After much talk in recent years about an increasing correlation between stocks and bitcoin (BTC), a ‘decoupling’ between the two has been observed in May, as BTC has fallen significantly more than stocks. But according to an observer, bitcoin could find support as soon as the stock market closes for the week.
The so-called decoupling between bitcoin and stocks – most importantly the US S&P 500 index – has come into focus this month, with BTC falling close to 25% and the S&P 500 down just over 2% since the beginning of May.
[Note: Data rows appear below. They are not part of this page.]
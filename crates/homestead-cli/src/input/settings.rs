//! Versioned settings documents: `{ version, exported_at, inputs }`.
//!
//! Imports merge `inputs` over the default snapshot so files written by
//! older versions (with fewer fields) keep loading.

use chrono::{DateTime, Utc};
use serde::{Deserialize, Serialize};
use serde_json::{Map, Value};

use homestead_core::InputSnapshot;

/// Current settings document version.
pub const SETTINGS_VERSION: u32 = 1;

#[derive(Debug, Clone, Serialize, Deserialize)]
pub struct ExportedSettings {
    pub version: u32,
    pub exported_at: DateTime<Utc>,
    pub inputs: InputSnapshot,
}

pub fn export_settings(snapshot: &InputSnapshot, exported_at: DateTime<Utc>) -> ExportedSettings {
    ExportedSettings {
        version: SETTINGS_VERSION,
        exported_at,
        inputs: snapshot.clone(),
    }
}

/// True when `value` looks like a settings document rather than a bare
/// snapshot.
pub fn is_settings_document(value: &Value) -> bool {
    value.get("inputs").is_some() && value.get("version").is_some()
}

/// Read a settings document, filling missing inputs from the defaults for
/// `as_of_year`.
pub fn import_settings(
    document: &Value,
    as_of_year: i32,
) -> Result<InputSnapshot, Box<dyn std::error::Error>> {
    let version = match document.get("version") {
        Some(v) => v
            .as_u64()
            .ok_or("Invalid settings file: version must be a positive integer")?,
        None => return Err("Invalid settings file: missing version".into()),
    };
    if version > SETTINGS_VERSION as u64 {
        return Err(format!(
            "Settings version {version} is newer than supported version {SETTINGS_VERSION}"
        )
        .into());
    }

    let inputs = document
        .get("inputs")
        .and_then(Value::as_object)
        .ok_or("Invalid settings file: missing inputs object")?;

    let snapshot = merge_over_defaults(inputs, as_of_year)?;
    if snapshot.property_price <= rust_decimal::Decimal::ZERO {
        return Err("Invalid settings file: property price must be positive".into());
    }
    Ok(snapshot)
}

/// Overlay `fields` on the default snapshot for `as_of_year`.
pub fn merge_over_defaults(
    fields: &Map<String, Value>,
    as_of_year: i32,
) -> Result<InputSnapshot, Box<dyn std::error::Error>> {
    let mut merged = serde_json::to_value(InputSnapshot::with_defaults(as_of_year))?;
    if let Value::Object(base) = &mut merged {
        for (key, value) in fields {
            base.insert(key.clone(), value.clone());
        }
    }
    Ok(serde_json::from_value(merged)?)
}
Bitcoin (blue line) versus S&P 500 (orange line) in April and May:
Not surprisingly, the bearish moves in bitcoin and the broader crypto market compared to stocks have been noticed by members of the crypto community as well. Among those who have commented on it, several pointed to fund redemptions in the wake of the Terra (LUNA) collapse on May 9 as an important reason.
The decoupling between crypto and stocks is “probably driven by fund redemptions,” which “should cease by tonight” when stock markets close in the US, wrote on Friday Eugene Ng, a crypto-focused entrepreneur and former head of business development for Asia at crypto exchange Gemini.
Ng further argued that US markets are closed on Monday for Memorial Day, and that funds generally need 1-2 days to send fiat to liquidity providers.
The comment echoed the key takeaway in a recent Bloomberg article that described how bitcoin has had the tendency to fall the most when US stock markets are open, while it has generally risen when markets are closed.
Citing findings from Bespoke Investment Group, the article said that BTC “tends to trade relatively flat” on weekdays before 09:30 US Eastern Time (ET), when the stock market opens on Wall Street. Then, once the markets open, the coin “falls off a cliff,” according to the article, with declines averaging 1.5% during market hours.
The article cited Bespoke’s strategists as saying that,
“Basically all of Bitcoin’s decline over the last month has come when US markets have been open. This signals to us that recent declines for Bitcoin have been more about investors raising cash and selling assets more broadly rather than a more Bitcoin-specific trend.”
Taking a slightly different approach, Arthur Hayes, a crypto essayist who is also the co-founder and former CEO of crypto exchange BitMEX, suggested on Twitter that the sharp declines in decentralized finance (DeFi) tokens could be due to DeFi funds “getting carried out.”
“I say that [because] BTC is holding up well vs. the rest of the field,” Hayes stated.
Others suggested that the DeFi crash could be related to a fear of coming regulations and a flight to safety.
“People abandoning DeFi knowing that regulation is coming much faster after LUNA & UST blew up…,” said Alistair Milne, the chief investment officer of the Altana Digital Currency Fund, while Zhu Su, the co-founder of crypto hedge fund Three Arrows Capital, said that BTC is seeing “safe haven inflows.”